Pakistan’s military has so far fenced off about 43km of the frontier, starting with the most violence-prone areas in the Federally Administered Tribal Areas (Fata), and is expected to recruit tens of thousands of new troops to man the border. It is not clear how long it will take to fence the entire boundary.

But Pakistan’s plans have also drawn criticism from across the border.

Gulab Mangal, governor of the eastern Afghan province of Nangarhar, said the wall would create “more hatred and resentment” between two neighbours and would do neither country any good.

“The fence will definitely create a lot of trouble for the people along the border on both sides but no wall or fence can separate these tribes,” he said. “I urge the tribes to stand against this action.”

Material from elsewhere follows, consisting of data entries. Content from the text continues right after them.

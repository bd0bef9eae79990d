use serde::Serialize;

use crate::types::{Message, Role};

/// The ordered transcript replayed to the model on every call.
///
/// A conversation always starts with exactly one system message carrying the
/// instruction prompt.  Messages are only ever appended; nothing is reordered
/// or pruned.
#[derive(Debug, Clone, PartialEq, Eq, Serialize)]
#[serde(transparent)]
pub struct Conversation {
    messages: Vec<Message>,
}

impl Conversation {
    /// Create a conversation seeded with the instruction prompt.
    pub fn new(system_prompt: impl Into<String>) -> Self {
        Self {
            messages: vec![Message::system(system_prompt)],
        }
    }

    /// Append a message.
    pub fn push(&mut self, message: Message) {
        self.messages.push(message);
    }

    /// Append a user message.
    pub fn push_user(&mut self, content: impl Into<String>) {
        self.push(Message::user(content));
    }

    /// Append a system message.
    pub fn push_system(&mut self, content: impl Into<String>) {
        self.push(Message::system(content));
    }

    /// Append an assistant message.
    pub fn push_assistant(&mut self, content: impl Into<String>) {
        self.push(Message::assistant(content));
    }

    /// The transcript in insertion order.
    pub fn messages(&self) -> &[Message] {
        &self.messages
    }

    /// The most recently appended message.
    pub fn last(&self) -> Option<&Message> {
        self.messages.last()
    }

    /// The number of messages, including the instruction prompt.
    pub fn len(&self) -> usize {
        self.messages.len()
    }

    /// Always false; the instruction prompt is never removed.
    pub fn is_empty(&self) -> bool {
        self.messages.is_empty()
    }

    /// Messages appended after the instruction prompt.
    pub fn history(&self) -> &[Message] {
        &self.messages[1..]
    }

    /// Count the messages authored by `role`.
    pub fn count(&self, role: Role) -> usize {
        self.messages.iter().filter(|m| m.role == role).count()
    }
}

#[cfg(test)]
mod tests {
    use super::*;
    use serde_json::json;

    #[test]
    fn starts_with_one_system_message() {
        let conversation = Conversation::new("You are Greg");
        assert_eq!(conversation.len(), 1);
        assert_eq!(conversation.messages()[0], Message::system("You are Greg"));
        assert!(conversation.history().is_empty());
        assert!(!conversation.is_empty());
    }

    #[test]
    fn preserves_insertion_order() {
        let mut conversation = Conversation::new("prompt");
        conversation.push_system("Entering chat mode");
        conversation.push_user("ls");
        conversation.push_assistant("!term");
        assert_eq!(
            conversation.history(),
            &[
                Message::system("Entering chat mode"),
                Message::user("ls"),
                Message::assistant("!term"),
            ]
        );
        assert_eq!(conversation.last(), Some(&Message::assistant("!term")));
        assert_eq!(conversation.count(Role::System), 2);
    }

    #[test]
    fn serializes_as_a_plain_array() {
        let mut conversation = Conversation::new("prompt");
        conversation.push_user("hi");
        assert_eq!(
            serde_json::to_value(&conversation).unwrap(),
            json!([
                {"role": "system", "content": "prompt"},
                {"role": "user", "content": "hi"}
            ])
        );
    }
}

Pakistan has blamed the Taliban it says are based on Afghan soil for a spate of attacks at home over the past year, urging Kabul to eradicate “sanctuaries” for militants.

Afghanistan, in turn, accuses Islamabad of sheltering the leadership of the Afghan Taliban militants who are battling the Western-backed government in Kabul.

Both countries deny aiding militants, but relations between them have soured in recent years. In May, the tension rose when 10 people were killed in two border villages in Balochistan.

But Pakistani officials insist they will finish the job as the country’s security rests on this fence.

“By the time we are done, Inshallah, we will be very sure of one thing: that nobody can cross this place,” said the Pakistani officer in charge of South Waziristan.